Taking some of my favorite family dishes and adding a new spin to them is one of my favorite things to do! Breaking out of my creamy or vinaigrette style slaw-slump and working in some classic Asian flavors, all while keeping the nutrition profile paramount, took a few tries, but I think I nailed it. I mixed low calorie, high fiber, and vitamin C-rich green and red cabbages and carrots and dressed them with a combo of whole food, high-flavor pantry staples and fresh ingredients. The slaw stays crisp and isn’t weighed down with tons of fat, salt or sugar like many prepared dressings can do. Using Kikkoman Less Sodium Soy Sauce was key to keeping the flavor up and sodium controlled. In fact, this entire recipe has less sodium than what you’d get in one single teaspoon of table salt! No added table salt here, which is important when preparing meals for you and your family that are nutrient rich and heart healthy.

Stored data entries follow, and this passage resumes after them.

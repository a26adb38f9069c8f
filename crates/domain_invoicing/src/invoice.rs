//! Invoice entity and line items

use chrono::{DateTime, Utc};
use rust_decimal::Decimal;
use serde::{Deserialize, Serialize};

use core_kernel::{InvoiceId, ProductId};

use crate::error::InvoicingError;

/// One invoice line, snapshotting the catalog product at sale time
///
/// `name` and `unit_price` are copies, not references: later catalog edits
/// must never change what a historical invoice says was sold.
#[derive(Debug, Clone, PartialEq, Eq, Serialize, Deserialize)]
pub struct LineItem {
    pub product_id: ProductId,
    pub name: String,
    pub quantity: i32,
    pub unit_price: Decimal,
}

impl LineItem {
    pub fn new(
        product_id: ProductId,
        name: impl Into<String>,
        quantity: i32,
        unit_price: Decimal,
    ) -> Self {
        Self {
            product_id,
            name: name.into(),
            quantity,
            unit_price,
        }
    }

    /// `quantity x unit_price`, carried as Decimal so repeated accumulation
    /// cannot drift
    pub fn line_total(&self) -> Decimal {
        Decimal::from(self.quantity) * self.unit_price
    }
}

/// A stored sales invoice
///
/// `code` and `created_at` are assigned by the server at creation and are
/// immutable afterwards; updates only replace `items` and `note`.
#[derive(Debug, Clone, PartialEq, Serialize, Deserialize)]
pub struct Invoice {
    pub id: InvoiceId,
    pub code: String,
    pub created_at: DateTime<Utc>,
    pub items: Vec<LineItem>,
    pub note: Option<String>,
}

impl Invoice {
    /// Assembles a validated invoice with a fresh time-ordered identifier
    pub fn create(
        code: String,
        created_at: DateTime<Utc>,
        items: Vec<LineItem>,
        note: Option<String>,
    ) -> Result<Self, InvoicingError> {
        validate_items(&items)?;
        Ok(Self {
            id: InvoiceId::new_v7(),
            code,
            created_at,
            items,
            note,
        })
    }

    /// Sum of all line totals
    pub fn total(&self) -> Decimal {
        self.items.iter().map(LineItem::line_total).sum()
    }
}

/// Checks the line-item invariants shared by create and update
pub fn validate_items(items: &[LineItem]) -> Result<(), InvoicingError> {
    if items.is_empty() {
        return Err(InvoicingError::NoItems);
    }
    for item in items {
        if item.name.trim().is_empty() {
            return Err(InvoicingError::EmptyItemName);
        }
        if item.quantity < 1 {
            return Err(InvoicingError::InvalidQuantity {
                name: item.name.clone(),
                quantity: item.quantity,
            });
        }
        if item.unit_price.is_sign_negative() {
            return Err(InvoicingError::NegativePrice {
                name: item.name.clone(),
                price: item.unit_price,
            });
        }
    }
    Ok(())
}

#[cfg(test)]
mod tests {
    use super::*;
    use rust_decimal_macros::dec;

    fn item(name: &str, quantity: i32, price: Decimal) -> LineItem {
        LineItem::new(ProductId::new(), name, quantity, price)
    }

    #[test]
    fn test_line_total() {
        assert_eq!(item("Shirt", 2, dec!(150000)).line_total(), dec!(300000));
    }

    #[test]
    fn test_invoice_total_sums_lines() {
        let invoice = Invoice::create(
            "HD202506100001".to_string(),
            Utc::now(),
            vec![item("Shirt", 2, dec!(150000)), item("Jeans", 1, dec!(300000))],
            None,
        )
        .unwrap();
        assert_eq!(invoice.total(), dec!(600000));
    }

    #[test]
    fn test_empty_item_list_is_rejected() {
        assert!(matches!(
            Invoice::create("HD202506100001".to_string(), Utc::now(), vec![], None),
            Err(InvoicingError::NoItems)
        ));
    }

    #[test]
    fn test_zero_quantity_is_rejected() {
        let err = validate_items(&[item("Shirt", 0, dec!(1000))]).unwrap_err();
        assert!(matches!(err, InvoicingError::InvalidQuantity { .. }));
    }

    #[test]
    fn test_negative_price_is_rejected() {
        let err = validate_items(&[item("Shirt", 1, dec!(-1))]).unwrap_err();
        assert!(matches!(err, InvoicingError::NegativePrice { .. }));
    }

    #[test]
    fn test_blank_item_name_is_rejected() {
        let err = validate_items(&[item(" ", 1, dec!(1000))]).unwrap_err();
        assert!(matches!(err, InvoicingError::EmptyItemName));
    }
}
//! Core Kernel - Foundational types and utilities for the storefront system
//!
//! This crate provides the fundamental building blocks used across all domain modules:
//! - Strongly-typed identifiers
//! - Store-timezone temporal handling (day keys, inclusive date windows)
//! - Pagination value objects
//! - Identity/role context consumed at operation boundaries
//! - Common error types shared by the storage ports

pub mod identifiers;
pub mod temporal;
pub mod paging;
pub mod identity;
pub mod error;

pub use identifiers::{InvoiceId, ProductId, UserId};
pub use temporal::{StoreTimezone, TemporalError, DATE_INPUT_FORMAT, DAY_KEY_FORMAT};
pub use paging::{Page, DEFAULT_PAGE_SIZE};
pub use identity::{Role, UserRecord, StoreSettings, UserStore, SettingsStore};
pub use error::{CoreError, StoreError};
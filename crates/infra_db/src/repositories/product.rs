//! PostgreSQL-backed product catalog storage.

use async_trait::async_trait;
use rust_decimal::Decimal;
use sqlx::PgPool;
use uuid::Uuid;

use core_kernel::{Page, ProductId, StoreError};
use domain_catalog::{Product, ProductStore};

use crate::error::store_err;

pub struct ProductRepository {
    pool: PgPool,
}

#[derive(sqlx::FromRow)]
struct ProductRow {
    id: Uuid,
    name: String,
    price: Decimal,
}

impl From<ProductRow> for Product {
    fn from(row: ProductRow) -> Self {
        Product {
            id: ProductId::from_uuid(row.id),
            name: row.name,
            price: row.price,
        }
    }
}

impl ProductRepository {
    pub fn new(pool: PgPool) -> Self {
        Self { pool }
    }
}

#[async_trait]
impl ProductStore for ProductRepository {
    async fn insert(&self, product: &Product) -> Result<(), StoreError> {
        sqlx::query("INSERT INTO products (id, name, price) VALUES ($1, $2, $3)")
            .bind(product.id.as_uuid())
            .bind(&product.name)
            .bind(product.price)
            .execute(&self.pool)
            .await
            .map_err(store_err)?;

        Ok(())
    }

    async fn update(&self, product: &Product) -> Result<(), StoreError> {
        let result = sqlx::query("UPDATE products SET name = $2, price = $3 WHERE id = $1")
            .bind(product.id.as_uuid())
            .bind(&product.name)
            .bind(product.price)
            .execute(&self.pool)
            .await
            .map_err(store_err)?;

        if result.rows_affected() == 0 {
            return Err(StoreError::not_found(format!("product {}", product.id)));
        }

        Ok(())
    }

    async fn delete_many(&self, ids: &[ProductId]) -> Result<u64, StoreError> {
        if ids.is_empty() {
            return Ok(0);
        }
        let raw: Vec<Uuid> = ids.iter().map(|id| *id.as_uuid()).collect();

        let result = sqlx::query("DELETE FROM products WHERE id = ANY($1)")
            .bind(&raw)
            .execute(&self.pool)
            .await
            .map_err(store_err)?;

        Ok(result.rows_affected())
    }

    async fn list(
        &self,
        search: Option<&str>,
        page: Page,
    ) -> Result<(Vec<Product>, u64), StoreError> {
        // Matched as a literal substring, so LIKE metacharacters are escaped
        let search = search.map(super::escape_like);

        let total: i64 = sqlx::query_scalar(
            r#"SELECT COUNT(*) FROM products WHERE ($1::text IS NULL OR name ILIKE '%' || $1 || '%' ESCAPE '\')"#,
        )
        .bind(search.as_deref())
        .fetch_one(&self.pool)
        .await
        .map_err(store_err)?;

        let limit: Option<i64> = if page.is_unbounded() {
            None
        } else {
            Some(page.size as i64)
        };

        let rows = sqlx::query_as::<_, ProductRow>(
            r#"
            SELECT id, name, price
            FROM products
            WHERE ($1::text IS NULL OR name ILIKE '%' || $1 || '%' ESCAPE '\')
            ORDER BY name, id
            LIMIT $2 OFFSET $3
            "#,
        )
        .bind(search)
        .bind(limit)
        .bind(page.offset() as i64)
        .fetch_all(&self.pool)
        .await
        .map_err(store_err)?;

        Ok((rows.into_iter().map(Product::from).collect(), total as u64))
    }
}
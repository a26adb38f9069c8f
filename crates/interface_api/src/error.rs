//! API error handling
//!
//! Single error type for every handler, mapped onto HTTP status codes in one
//! place. Validation failures are reported before any storage side effect;
//! storage failures always surface as 500, never as an empty success.

use axum::{
    http::StatusCode,
    response::{IntoResponse, Response},
    Json,
};
use serde::Serialize;
use thiserror::Error;

use core_kernel::{StoreError, TemporalError};
use domain_catalog::CatalogError;
use domain_invoicing::InvoicingError;

/// API error types
#[derive(Debug, Error)]
pub enum ApiError {
    #[error("Invalid input: {0}")]
    InvalidInput(String),

    #[error("{0}")]
    InvalidDate(String),

    #[error("Unauthorized")]
    Unauthorized,

    #[error("Forbidden: {0}")]
    Forbidden(String),

    #[error("Not found: {0}")]
    NotFound(String),

    #[error("Storage unavailable: {0}")]
    Storage(String),
}

/// Error response body
#[derive(Debug, Serialize)]
pub struct ErrorResponse {
    pub error: String,
    pub message: String,
}

impl IntoResponse for ApiError {
    fn into_response(self) -> Response {
        let (status, error_type) = match &self {
            ApiError::InvalidInput(_) => (StatusCode::BAD_REQUEST, "invalid_input"),
            ApiError::InvalidDate(_) => (StatusCode::BAD_REQUEST, "invalid_date"),
            ApiError::Unauthorized => (StatusCode::UNAUTHORIZED, "unauthorized"),
            ApiError::Forbidden(_) => (StatusCode::FORBIDDEN, "forbidden"),
            ApiError::NotFound(_) => (StatusCode::NOT_FOUND, "not_found"),
            ApiError::Storage(_) => (StatusCode::INTERNAL_SERVER_ERROR, "storage_unavailable"),
        };

        let body = ErrorResponse {
            error: error_type.to_string(),
            message: self.to_string(),
        };

        (status, Json(body)).into_response()
    }
}

impl From<StoreError> for ApiError {
    fn from(err: StoreError) -> Self {
        match err {
            StoreError::NotFound(entity) => ApiError::NotFound(entity),
            StoreError::Unavailable(msg) => ApiError::Storage(msg),
        }
    }
}

impl From<TemporalError> for ApiError {
    fn from(err: TemporalError) -> Self {
        ApiError::InvalidDate(err.to_string())
    }
}

impl From<InvoicingError> for ApiError {
    fn from(err: InvoicingError) -> Self {
        ApiError::InvalidInput(err.to_string())
    }
}

impl From<CatalogError> for ApiError {
    fn from(err: CatalogError) -> Self {
        ApiError::InvalidInput(err.to_string())
    }
}

impl From<validator::ValidationErrors> for ApiError {
    fn from(err: validator::ValidationErrors) -> Self {
        ApiError::InvalidInput(err.to_string())
    }
}
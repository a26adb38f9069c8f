//! Invoicing domain errors

use rust_decimal::Decimal;
use thiserror::Error;

/// Validation errors for invoice input
///
/// These are raised before any storage access; a rejected request has no
/// side effects, in particular no consumed sequence number.
#[derive(Debug, Error, PartialEq, Eq)]
pub enum InvoicingError {
    /// An invoice needs at least one line item
    #[error("Invoice must contain at least one line item")]
    NoItems,

    /// Line quantity below 1
    #[error("Invalid quantity {quantity} for item '{name}'")]
    InvalidQuantity { name: String, quantity: i32 },

    /// Negative unit price
    #[error("Negative unit price {price} for item '{name}'")]
    NegativePrice { name: String, price: Decimal },

    /// Line item with an empty product name
    #[error("Line item name must not be empty")]
    EmptyItemName,
}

Enjoy taking your plain vegetables from drab to delicious with this quick, healthy and flavorful dish! 

Cabbage Slaw with Soy Peanut Honey Dressing

Recipe by: Christy Wilson
Servings: 6, 1 cup servings
Total time: 25 minutes


For the dressing:

  • 3 tablespoons + 1 teaspoon Kikkoman Less Sodium Soy Sauce
  • 3 tablespoons Kikkoman Rice Vinegar
  • 2 tablespoons smooth peanut butter
  • 2 tablespoons honey
  • 2 tablespoons cilantro, chopped
  • 1 teaspoon Kikkoman Sesame Oil
  • ½ teaspoon lime juice
  • ½ teaspoon grated ginger root

For the slaw:

  • 3 cups green cabbage, shredded
  • 3 cups red cabbage, shredded
  • 1 cup carrot, grated
  • 1/3 cup toasted peanuts, roughly chopped


  1. Combine all of the dressing ingredients in a medium bowl. Whisk until the peanut butter is dissolved. Set aside.
  2. Combine all the slaw ingredients in a large bowl. Add dressing and toss well. Allow the slaw to sit for about 10 minutes so the vegetables can absorb the flavors of the dressing.
  3. Top salad with toasted peanuts and serve. 


Nutrition facts per serving:  1 cup portion
Calories 150, Total Fat: 8 grams; Saturated fat: 1 gram; Trans fat: 0 grams; Cholesterol: 0 milligrams; Sodium: 380 milligrams; Total Carbohydrate: 16 grams; Dietary Fiber: 3 grams; Sugar: 10 grams; Protein: 5 grams; Vitamin A: 70 %; Vitamin C: 70%; Calcium: 4%; Iron: 4%


Beauty and nutrition coexist in this dish!